The Government is committed to improving access for everyone to treatment and care for all cancer types, including blood cancer. To help achieve this, the National Health Service in England has delivered an extra 40,000 operations, scans, and appointments each week, to ensure early diagnosis and faster treatment.

The NHS England Cancer Programme also commissions clinical cancer audits, which provide timely evidence for cancer service providers of where patterns of care in England may vary, increase the consistency of access to treatments, and help stimulate improvements in cancer treatment and outcomes for patients, including those with non-Hodgkin lymphoma, which is a type of blood cancer.


Written Question
Blood Cancer: Diagnosis
Friday 18th July 2025

Asked by: Clive Betts (Labour - Sheffield South East)

Question to the Department of Health and Social Care:

To ask the Secretary of State for Health and Social Care, what steps his Department is planning to take through the National Cancer Plan to (a) improve early diagnosis rates and (b) reduce the number of those being diagnosed with blood cancer in an emergency care setting.

Answered by Ashley Dalton - Parliamentary Under-Secretary (Department of Health and Social Care)

The Government has announced that the National Cancer Plan will be published later this year, following the recent publication of the 10-Year Health Plan. The National Cancer Plan will ensure that all cancer patients, including patients with blood cancer, will have access to the best cancer care and treatments. It will have patients at its heart and will cover the entirety of the cancer pathway, from referral and diagnosis to treatment and ongoing care.
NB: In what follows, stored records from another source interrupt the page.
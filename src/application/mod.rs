//! Application layer orchestrating the payment flow.
//!
//! `PaymentInitiator` starts push payments, `CallbackReconciler` applies the
//! provider's asynchronous callbacks, `LedgerAdmin` carries manual overrides
//! and withdrawals, and `wait` tracks a single payment from the client side.

pub mod admin;
pub mod initiator;
pub mod reconciler;
pub mod wait;
#![allow(dead_code)]

use async_trait::async_trait;
use std::sync::{Arc, Mutex};
use zenka_payments::application::initiator::{InitiationRequest, PaymentInitiator, PaymentPurpose};
use zenka_payments::application::reconciler::CallbackPayload;
use zenka_payments::domain::account::OwnerId;
use zenka_payments::domain::ports::{PaymentGateway, PushAccepted, PushRequest};
use zenka_payments::error::Result;
use zenka_payments::infrastructure::in_memory::InMemoryLedgerStore;

pub const OWNER: &str = "user-1";

/// Accepts every push and remembers it.
#[derive(Default)]
pub struct AcceptingGateway {
    pub requests: Mutex<Vec<PushRequest>>,
}

#[async_trait]
impl PaymentGateway for AcceptingGateway {
    fn channel_id(&self) -> &str {
        "test-channel"
    }

    async fn push_payment(&self, request: &PushRequest) -> Result<PushAccepted> {
        self.requests.lock().unwrap().push(request.clone());
        Ok(PushAccepted {
            display_text: "Please enter your M-Pesa PIN when prompted".to_string(),
        })
    }
}

pub fn owner() -> OwnerId {
    OwnerId::new(OWNER).unwrap()
}

pub fn ledger() -> (InMemoryLedgerStore, Arc<PaymentInitiator>) {
    let store = InMemoryLedgerStore::new();
    let initiator = PaymentInitiator::new(
        Arc::new(store.clone()),
        Arc::new(AcceptingGateway::default()),
        "http://127.0.0.1:8080/functions/v1/lipwa-callback",
    );
    (store, Arc::new(initiator))
}

pub fn savings_request(amount: u64) -> InitiationRequest {
    InitiationRequest {
        purpose: PaymentPurpose::SavingsDeposit { owner_id: owner() },
        amount,
        phone_number: "0712345678".to_string(),
    }
}

pub fn callback(reference: &str, status: &str, amount: u64) -> CallbackPayload {
    CallbackPayload {
        api_ref: Some(reference.to_string()),
        status: Some(status.to_string()),
        amount: Some(amount.into()),
        mpesa_code: Some("QAB123XYZ".to_string()),
        payment_date: Some("2026-01-05 10:00:00".to_string()),
        ..Default::default()
    }
}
The Department is supporting the National Health Service to reduce the number of cancers diagnosed in emergency care settings, by improving waiting times for cancer diagnosis and treatment, starting by delivering an extra 40,000 operations, scans, and appointments each week.

Alongside improving cancer waiting time performance, the NHS has implemented non-specific symptom pathways for patients who present with vague and non-site-specific symptoms, which do not clearly align to a tumour type. This includes blood cancer, which is one of the most common cancers diagnosed via these pathways.

Further actions on improving the survival of all cancers, including blood cancer, will be outlined in the forthcoming National Cancer Plan.


Written Question
Blood Cancer: Diagnosis
Friday 18th July 2025

Asked by: Clive Betts (Labour - Sheffield South East)

Question to the Department of Health and Social Care:

To ask the Secretary of State for Health and Social Care, whether the National Cancer Plan will include specific targets for improving the early diagnosis rates of blood cancers.

Answered by Ashley Dalton - Parliamentary Under-Secretary (Department of Health and Social Care)

The Government has announced that the National Cancer Plan will be published later this year, following the recent publication of the 10-Year Health Plan. The National Cancer Plan will ensure that all cancer patients, including patients with blood cancer, will have access to the best cancer care and treatments. It will have patients at its heart and will cover the entirety of the cancer pathway, from referral and diagnosis to treatment and ongoing care.

The Department is supporting the National Health Service to reduce the number of cancers diagnosed in emergency care settings, by improving waiting times for cancer diagnosis and treatment, starting by delivering an extra 40,000 operations, scans, and appointments each week.

Alongside improving cancer waiting time performance, the NHS has implemented non-specific symptom pathways for patients who present with vague and non-site-specific symptoms, which do not clearly align to a tumour type. This includes blood cancer, which is one of the most common cancers diagnosed via these pathways.

Further actions on improving the survival of all cancers, including blood cancer, will be outlined in the forthcoming National Cancer Plan.